Butoh und die Närrinreise

Die Närrin und Butoh gehören auf meinem Weg zusammen. Undefinierbares, neue Körpersprachformen, das Verrücken von Bildern. Butoh hat mich, wie die Närrin in eine große Befreiung hineinkatapultiert. Die Ästhetik ist dabei über Bord gegangen, was mir gut getan hat. „Mach dich nicht zur Sklavin der Schönheit“, höre ich in Butohworten und aus dem Närrinmund. Regellos, ohne Theorien, in einem weiten, weißen Land unterwegssein. Manchmal bemalt mit der Geisterfarbe weiß, manchmal nackt getanzt. Wenn die Geister durch mich tanzen, braucht es kein Gewand. Dann wieder gibt es eine Einladung, mit seltsamen Gewändern zu tanzen. Je nachdem.

Butoh - Schmelzen

So viele Tanzende es gibt, so viele verschiedene Butohs gibt es. Rätselhaftes tanzen, wie die „Mimik eines Steines, über den Ameisen laufen.“ Die Närrin lacht, der Stein vielleicht auch.

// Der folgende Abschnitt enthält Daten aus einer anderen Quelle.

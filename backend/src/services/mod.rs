//! Core services for the Solar Placement Scoring platform

pub mod acquisition;
pub mod calibrator;
pub mod history;
pub mod pipeline;

pub use acquisition::AcquisitionService;
pub use calibrator::RegionalCalibrator;
pub use history::HistoryStore;
pub use pipeline::AnalysisPipeline;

Bewegungen so minimalisieren, dass sie im Aussen nicht mehr sichtbar sind. Sie ganz hinein nehmen, sie winzig klein werden lassen, im Körper verdichten und dann bersten lassen, raumfüllend, wie ein großes Lachen, das von tief unten heranrollt und wie eine riesige Welle den Raum flutet. Butoh, der Tanz dazwischen, der mir immer wieder alle Bilder sprengt und geheime Geschichten herträumen lässt, ganz präsent, ganz hier, ganz weit weg sein.

Butohschichten

Neue Bilder, in jeder Hinsicht, Fotografien unter Wachs legen, Schichtungen, Überlagerungen, Durchsichtigkeiten. Wachs macht Bilder transparent, lässt Teile in Tiefenschichten hinuntergleiten, ins Reich der Ahnungen. Und so wie Butoh jedesmal das Unbekannte einlädt, so laden neue Techniken neue Erfahrungen ein. Es ist bereichernd und anstrengend, fordernd und lustvoll zugleich. Irgendwie so wie Leben.